Veröffentlicht am 01.07.2008 in Bildung

Der bildungspolitische Sprecher der SPD-Landtagsfraktion Hans-Ulrich Pfaffmann warnt vor einem fortgesetzten Hauptschulsterben in Bayern. "Nach der Landtagswahl werden hunderte weitere Volksschulstandorte geschlossen werden.
Es ist geradezu schäbig, wenn die CSU einerseits immer wieder betont, sie stehe zur Hauptschule, denn diese sei eine wichtige Schulart und andererseits hunderten von Schulstandorten den Garaus macht sowie 1200 Planstellen für Lehrer streicht. Das ist Heuchelei pur", so Pfaffmann. Die SPD-Landtagsfraktion fordert den Erhalt von wohnortnahen Schulen, statt Schließungen müssen alternative Schulformen zugelassen werden.
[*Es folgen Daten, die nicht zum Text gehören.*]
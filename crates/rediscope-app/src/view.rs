// Copyright 2026 Phillip Cloud
// Licensed under the Apache License, Version 2.0

use crate::{Mode, Notification, Session, TerminalSize, Ttl, ValuePayload};

/// Everything the renderer may read. Rendering is a pure function of this
/// projection and the terminal size.
#[derive(Debug, Clone, PartialEq)]
pub struct SessionView<'a> {
    pub mode: Mode,
    pub endpoint: &'a str,
    pub terminal: TerminalSize,
    pub keys: Vec<&'a str>,
    /// Position of the highlighted key within `keys`, if it is visible.
    pub highlight: Option<usize>,
    pub page_number: usize,
    pub page_count: usize,
    pub can_advance: bool,
    pub can_retreat: bool,
    pub listing_pending: bool,
    pub value: Option<ValueView<'a>>,
    pub active_database: u16,
    pub database_count: u16,
    pub switching_to: Option<u16>,
    pub notification: Option<&'a Notification>,
    pub filter_text: &'a str,
    pub filter_focused: bool,
    pub filter_committed: bool,
    pub staged_edit: Option<&'a str>,
}

#[derive(Debug, Clone, PartialEq)]
pub struct ValueView<'a> {
    pub key: &'a str,
    pub payload: &'a ValuePayload,
    pub ttl: Ttl,
}

impl Session {
    pub fn view(&self) -> SessionView<'_> {
        let keys = self.visible_keys();
        let highlighted = self.history().highlighted_key();
        let highlight = highlighted.and_then(|target| keys.iter().position(|key| *key == target));
        let panel = self.panel();
        let value = panel.payload().map(|payload| ValueView {
            key: panel.key(),
            payload,
            ttl: panel.ttl(),
        });
        let tabs = self.databases();

        SessionView {
            mode: self.mode(),
            endpoint: self.endpoint(),
            terminal: self.terminal_size(),
            keys,
            highlight,
            page_number: self.history().history_index() + 1,
            page_count: self.history().len(),
            can_advance: self.history().can_advance(),
            can_retreat: self.history().can_retreat(),
            listing_pending: self.is_listing_pending(),
            value,
            active_database: tabs.active(),
            database_count: tabs.count(),
            switching_to: tabs.pending(),
            notification: self.notification(),
            filter_text: self.filter().query_text(),
            filter_focused: self.mode() == Mode::Filtering,
            filter_committed: self.filter().is_committed(),
            staged_edit: self.edit().map(|edit| edit.staged.as_str()),
        }
    }
}
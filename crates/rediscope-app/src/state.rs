// Copyright 2026 Phillip Cloud
// Licensed under the Apache License, Version 2.0

use crate::{
    Advance, DEFAULT_DATABASE_COUNT, DEFAULT_NOTIFICATION_LIFETIME, DEFAULT_PAGE_SIZE,
    DatabaseSelector, ERROR_NOTIFICATION_LIFETIME, ErrorKind, FilterState, HandleId, Key,
    KeyPage, KeyPageHistory, ListingId, MATCH_ALL, Mode, Notification, NotificationId,
    NotificationKind, NotificationRegistry, Operation, TerminalSize, Ttl, ValuePanel,
    ValuePayload,
};
use std::time::Duration;

#[derive(Debug, Clone, Copy, PartialEq, Eq)]
pub struct SessionSettings {
    pub database_count: u16,
    pub page_size: usize,
    pub notification_lifetime: Duration,
    pub error_lifetime: Duration,
}

impl Default for SessionSettings {
    fn default() -> Self {
        Self {
            database_count: DEFAULT_DATABASE_COUNT,
            page_size: DEFAULT_PAGE_SIZE,
            notification_lifetime: DEFAULT_NOTIFICATION_LIFETIME,
            error_lifetime: ERROR_NOTIFICATION_LIFETIME,
        }
    }
}

/// Everything the session reacts to: input, timers and command results.
#[derive(Debug, Clone, PartialEq)]
pub enum Event {
    Started {
        endpoint: String,
    },
    KeyPressed(Key),
    Resized {
        rows: u16,
        cols: u16,
    },
    Tick,
    KeysListed {
        listing: ListingId,
        page: KeyPage,
    },
    ValueFetched {
        handle: HandleId,
        key: String,
        payload: ValuePayload,
        ttl: Ttl,
    },
    ValueSet {
        handle: HandleId,
        key: String,
        value: String,
    },
    KeyDeleted {
        handle: HandleId,
        key: String,
    },
    KeysDeleted {
        handle: HandleId,
        keys: Vec<String>,
    },
    DatabaseSwitched {
        index: u16,
        handle: HandleId,
    },
    Copied,
    NotificationExpired(NotificationId),
    OperationFailed {
        operation: Operation,
        kind: ErrorKind,
        message: String,
    },
}

/// Effects requested by the session. Store commands carry the handle that was
/// active when they were issued.
#[derive(Debug, Clone, PartialEq, Eq)]
pub enum Command {
    ListKeys {
        listing: ListingId,
        handle: HandleId,
        pattern: String,
        cursor: u64,
        count: usize,
    },
    FetchValue {
        handle: HandleId,
        key: String,
    },
    SetValue {
        handle: HandleId,
        key: String,
        value: String,
    },
    DeleteKey {
        handle: HandleId,
        key: String,
    },
    BulkDelete {
        handle: HandleId,
        keys: Vec<String>,
    },
    SwitchDatabase {
        handle: HandleId,
        index: u16,
    },
    CopyToClipboard {
        text: String,
    },
    ExpireNotification {
        id: NotificationId,
        after: Duration,
    },
    Quit,
}

#[derive(Debug, Clone, Copy, PartialEq, Eq)]
enum Placement {
    Reset,
    Append,
}

#[derive(Debug, Clone, Copy, PartialEq, Eq)]
struct PendingListing {
    listing: ListingId,
    placement: Placement,
}

#[derive(Debug, Clone, PartialEq, Eq)]
pub struct EditBuffer {
    pub key: String,
    pub staged: String,
}

#[derive(Debug, Clone, PartialEq)]
pub struct Session {
    mode: Mode,
    terminal_size: TerminalSize,
    settings: SessionSettings,
    endpoint: String,
    tabs: DatabaseSelector,
    notifications: NotificationRegistry,
    history: KeyPageHistory,
    filter: FilterState,
    panel: ValuePanel,
    edit: Option<EditBuffer>,
    pending_listing: Option<PendingListing>,
    next_listing: ListingId,
}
Die Situation sieht derzeit so aus: Von 2001 bis 2007 wurde die Zahl der Hauptschulstandorte von 1689 auf 996 reduziert, also um 41 Prozent. Derzeit bestehen 299 einzügige Hauptschulen, von denen alle von Schließung bedroht sind. Die CSU lehnt eine Bestandsgarantie ab. Vermutlich nach den Landtagswahlen werden 78 Standorte von Zweizügigkeit auf Einzügigkeit zurückgehen. Damit sind, so Pfaffmann, auch diese bedroht. Mittelfristig müsse bei der derzeitigen Politik mit der Schließung von nahezu 400 Hauptschulstandorten gerechnet werden. Und das gelte auch dann, wenn die Kommunen als Sachaufwandsträger bereits investiert haben. Deren Geld sei dann verloren, so der SPD-Bildungssprecher.